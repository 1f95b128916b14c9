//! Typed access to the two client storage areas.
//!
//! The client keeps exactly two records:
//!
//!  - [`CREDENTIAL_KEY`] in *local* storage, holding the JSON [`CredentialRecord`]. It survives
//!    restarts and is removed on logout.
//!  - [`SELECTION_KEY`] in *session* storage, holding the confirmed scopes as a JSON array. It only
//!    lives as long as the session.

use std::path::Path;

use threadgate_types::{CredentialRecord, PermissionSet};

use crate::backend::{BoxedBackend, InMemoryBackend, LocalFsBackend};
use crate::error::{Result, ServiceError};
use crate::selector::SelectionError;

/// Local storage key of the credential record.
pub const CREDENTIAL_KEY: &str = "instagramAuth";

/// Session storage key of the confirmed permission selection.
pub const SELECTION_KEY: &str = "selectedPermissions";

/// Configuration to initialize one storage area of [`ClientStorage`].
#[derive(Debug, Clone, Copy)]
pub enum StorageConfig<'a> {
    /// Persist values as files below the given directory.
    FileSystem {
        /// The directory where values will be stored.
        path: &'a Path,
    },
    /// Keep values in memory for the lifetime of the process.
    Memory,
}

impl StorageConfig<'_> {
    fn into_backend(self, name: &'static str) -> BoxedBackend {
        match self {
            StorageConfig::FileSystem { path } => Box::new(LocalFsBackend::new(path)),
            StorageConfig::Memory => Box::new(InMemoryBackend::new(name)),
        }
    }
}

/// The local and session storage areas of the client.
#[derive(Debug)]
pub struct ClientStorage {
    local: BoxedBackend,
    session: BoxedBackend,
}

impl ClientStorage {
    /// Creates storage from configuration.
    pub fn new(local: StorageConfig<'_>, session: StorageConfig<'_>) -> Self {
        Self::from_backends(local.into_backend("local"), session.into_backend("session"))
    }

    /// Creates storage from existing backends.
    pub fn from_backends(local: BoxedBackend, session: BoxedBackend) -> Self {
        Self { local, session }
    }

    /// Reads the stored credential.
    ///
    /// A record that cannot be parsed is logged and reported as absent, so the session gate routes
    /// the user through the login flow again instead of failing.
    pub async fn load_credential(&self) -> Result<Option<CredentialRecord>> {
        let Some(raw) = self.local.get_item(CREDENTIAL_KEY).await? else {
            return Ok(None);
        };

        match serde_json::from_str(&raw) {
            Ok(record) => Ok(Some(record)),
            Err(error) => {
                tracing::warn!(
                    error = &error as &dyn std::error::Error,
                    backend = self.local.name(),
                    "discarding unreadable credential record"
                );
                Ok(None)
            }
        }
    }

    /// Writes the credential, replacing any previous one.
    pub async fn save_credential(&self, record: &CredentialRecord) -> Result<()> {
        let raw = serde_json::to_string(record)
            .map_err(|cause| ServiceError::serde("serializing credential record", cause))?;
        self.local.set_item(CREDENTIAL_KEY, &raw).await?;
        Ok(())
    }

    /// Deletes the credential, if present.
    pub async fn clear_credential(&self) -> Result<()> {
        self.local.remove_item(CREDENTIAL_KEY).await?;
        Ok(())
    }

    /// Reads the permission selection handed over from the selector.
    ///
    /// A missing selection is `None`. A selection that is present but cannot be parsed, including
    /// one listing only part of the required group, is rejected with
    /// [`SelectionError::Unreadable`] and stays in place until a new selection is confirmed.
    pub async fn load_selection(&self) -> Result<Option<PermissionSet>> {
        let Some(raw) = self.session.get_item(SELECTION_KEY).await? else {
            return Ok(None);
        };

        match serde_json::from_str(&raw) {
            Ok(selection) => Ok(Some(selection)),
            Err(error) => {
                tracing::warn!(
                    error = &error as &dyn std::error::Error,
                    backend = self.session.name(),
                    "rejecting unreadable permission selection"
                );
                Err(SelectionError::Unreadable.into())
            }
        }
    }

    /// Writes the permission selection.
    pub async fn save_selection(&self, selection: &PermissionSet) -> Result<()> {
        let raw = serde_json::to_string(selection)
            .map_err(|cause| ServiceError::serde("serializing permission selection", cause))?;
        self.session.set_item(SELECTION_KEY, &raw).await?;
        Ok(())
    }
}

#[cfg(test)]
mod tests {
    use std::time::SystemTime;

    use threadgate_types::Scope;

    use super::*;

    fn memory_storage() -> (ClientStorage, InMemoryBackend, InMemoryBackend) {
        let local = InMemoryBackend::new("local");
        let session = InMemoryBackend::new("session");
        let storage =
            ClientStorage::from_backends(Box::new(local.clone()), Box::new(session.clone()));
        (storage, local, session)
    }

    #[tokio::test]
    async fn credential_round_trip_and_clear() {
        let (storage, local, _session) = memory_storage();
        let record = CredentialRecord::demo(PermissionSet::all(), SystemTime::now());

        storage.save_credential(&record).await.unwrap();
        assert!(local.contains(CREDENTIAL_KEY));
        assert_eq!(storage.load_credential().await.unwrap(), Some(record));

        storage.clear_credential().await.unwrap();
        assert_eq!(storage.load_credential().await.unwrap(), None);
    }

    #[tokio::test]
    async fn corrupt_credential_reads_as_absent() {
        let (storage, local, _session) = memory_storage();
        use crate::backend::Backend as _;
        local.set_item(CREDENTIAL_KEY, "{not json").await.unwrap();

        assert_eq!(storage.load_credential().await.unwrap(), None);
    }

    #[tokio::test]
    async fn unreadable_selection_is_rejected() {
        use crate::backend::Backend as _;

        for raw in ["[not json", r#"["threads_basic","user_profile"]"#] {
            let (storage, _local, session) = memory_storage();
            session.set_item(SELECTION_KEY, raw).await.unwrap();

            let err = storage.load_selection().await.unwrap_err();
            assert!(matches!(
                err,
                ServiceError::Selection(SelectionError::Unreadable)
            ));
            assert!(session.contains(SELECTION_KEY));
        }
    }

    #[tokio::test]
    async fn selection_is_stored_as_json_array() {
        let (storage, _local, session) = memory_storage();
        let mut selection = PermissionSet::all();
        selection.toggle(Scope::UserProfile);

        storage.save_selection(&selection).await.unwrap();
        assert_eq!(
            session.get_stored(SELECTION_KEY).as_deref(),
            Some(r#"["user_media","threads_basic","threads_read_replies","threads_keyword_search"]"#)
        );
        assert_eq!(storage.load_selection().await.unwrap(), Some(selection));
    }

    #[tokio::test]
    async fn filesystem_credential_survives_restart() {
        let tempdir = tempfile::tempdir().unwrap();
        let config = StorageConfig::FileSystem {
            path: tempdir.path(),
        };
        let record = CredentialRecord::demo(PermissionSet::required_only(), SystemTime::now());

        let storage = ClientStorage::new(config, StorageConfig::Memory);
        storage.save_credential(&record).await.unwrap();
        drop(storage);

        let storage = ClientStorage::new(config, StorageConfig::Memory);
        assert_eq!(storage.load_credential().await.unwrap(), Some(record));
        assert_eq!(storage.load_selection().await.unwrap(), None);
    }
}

____________

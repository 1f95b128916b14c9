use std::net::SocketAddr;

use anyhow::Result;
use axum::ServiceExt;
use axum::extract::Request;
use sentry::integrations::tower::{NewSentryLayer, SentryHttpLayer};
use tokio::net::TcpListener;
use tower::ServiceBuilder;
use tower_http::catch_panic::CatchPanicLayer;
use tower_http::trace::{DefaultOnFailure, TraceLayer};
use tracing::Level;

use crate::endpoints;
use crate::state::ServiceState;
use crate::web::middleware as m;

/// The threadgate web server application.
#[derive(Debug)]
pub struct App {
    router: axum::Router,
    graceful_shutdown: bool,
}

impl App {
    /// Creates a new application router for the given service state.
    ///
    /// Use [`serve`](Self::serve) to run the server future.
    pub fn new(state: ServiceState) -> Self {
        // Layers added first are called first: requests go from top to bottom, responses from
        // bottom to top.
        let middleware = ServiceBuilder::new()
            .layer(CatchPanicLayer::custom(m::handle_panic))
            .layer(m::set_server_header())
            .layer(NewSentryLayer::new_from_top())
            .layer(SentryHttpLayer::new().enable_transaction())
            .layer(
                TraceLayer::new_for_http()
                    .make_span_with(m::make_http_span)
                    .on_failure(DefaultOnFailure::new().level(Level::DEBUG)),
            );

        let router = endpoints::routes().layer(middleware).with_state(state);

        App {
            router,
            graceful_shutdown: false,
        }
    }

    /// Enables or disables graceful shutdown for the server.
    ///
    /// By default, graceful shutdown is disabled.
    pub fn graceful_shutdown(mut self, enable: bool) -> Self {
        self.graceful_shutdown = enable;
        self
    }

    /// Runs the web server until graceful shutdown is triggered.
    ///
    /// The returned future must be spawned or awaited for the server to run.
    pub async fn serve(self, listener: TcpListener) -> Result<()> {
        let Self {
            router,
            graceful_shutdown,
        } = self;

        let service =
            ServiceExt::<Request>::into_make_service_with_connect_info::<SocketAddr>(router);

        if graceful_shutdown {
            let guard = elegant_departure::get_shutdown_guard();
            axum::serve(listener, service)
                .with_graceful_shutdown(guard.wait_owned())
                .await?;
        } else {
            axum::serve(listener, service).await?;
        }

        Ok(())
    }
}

____________

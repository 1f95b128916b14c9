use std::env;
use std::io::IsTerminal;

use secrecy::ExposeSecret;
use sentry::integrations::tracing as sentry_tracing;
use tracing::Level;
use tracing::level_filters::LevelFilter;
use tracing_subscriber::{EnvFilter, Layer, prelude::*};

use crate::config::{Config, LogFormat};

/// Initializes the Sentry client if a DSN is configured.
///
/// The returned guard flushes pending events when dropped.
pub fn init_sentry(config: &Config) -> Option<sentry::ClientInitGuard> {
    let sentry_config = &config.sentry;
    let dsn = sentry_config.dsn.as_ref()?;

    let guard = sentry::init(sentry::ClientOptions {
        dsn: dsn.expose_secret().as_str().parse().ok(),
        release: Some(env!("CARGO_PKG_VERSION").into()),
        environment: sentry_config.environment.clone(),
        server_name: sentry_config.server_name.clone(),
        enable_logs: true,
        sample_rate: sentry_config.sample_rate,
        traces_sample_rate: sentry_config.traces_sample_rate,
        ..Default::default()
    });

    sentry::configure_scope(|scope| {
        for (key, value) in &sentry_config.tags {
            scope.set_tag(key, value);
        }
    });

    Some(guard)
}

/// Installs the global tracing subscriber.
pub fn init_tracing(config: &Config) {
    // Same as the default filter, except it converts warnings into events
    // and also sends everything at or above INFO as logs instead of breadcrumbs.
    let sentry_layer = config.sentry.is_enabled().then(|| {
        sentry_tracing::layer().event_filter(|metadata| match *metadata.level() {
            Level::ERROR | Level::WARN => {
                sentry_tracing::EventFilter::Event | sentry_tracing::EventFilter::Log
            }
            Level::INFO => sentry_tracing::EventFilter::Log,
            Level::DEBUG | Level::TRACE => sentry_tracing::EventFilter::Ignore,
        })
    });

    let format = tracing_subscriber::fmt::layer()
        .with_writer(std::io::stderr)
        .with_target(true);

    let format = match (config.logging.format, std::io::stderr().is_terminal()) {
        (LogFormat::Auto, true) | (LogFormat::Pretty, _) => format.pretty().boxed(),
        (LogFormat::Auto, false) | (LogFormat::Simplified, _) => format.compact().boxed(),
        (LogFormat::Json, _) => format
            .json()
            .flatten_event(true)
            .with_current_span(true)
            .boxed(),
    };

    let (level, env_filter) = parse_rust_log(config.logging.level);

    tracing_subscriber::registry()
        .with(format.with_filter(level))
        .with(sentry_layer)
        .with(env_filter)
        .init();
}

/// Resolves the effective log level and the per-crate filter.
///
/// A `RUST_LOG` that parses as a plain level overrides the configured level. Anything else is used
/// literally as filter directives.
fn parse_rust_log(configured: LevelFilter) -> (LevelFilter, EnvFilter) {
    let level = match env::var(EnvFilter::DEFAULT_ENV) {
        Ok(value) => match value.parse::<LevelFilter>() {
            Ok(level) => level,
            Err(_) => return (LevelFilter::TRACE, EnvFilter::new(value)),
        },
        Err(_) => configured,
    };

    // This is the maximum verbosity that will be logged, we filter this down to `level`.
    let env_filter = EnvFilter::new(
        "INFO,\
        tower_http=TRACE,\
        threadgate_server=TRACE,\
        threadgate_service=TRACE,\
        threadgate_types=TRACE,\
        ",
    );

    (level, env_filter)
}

____________

▶ [TASK TO CARRY OUT]:
Look over the listing and say how many lines hold the string "CatchPanicLayer". Nothing but the number is needed.

▶ [SOLUTION]:
2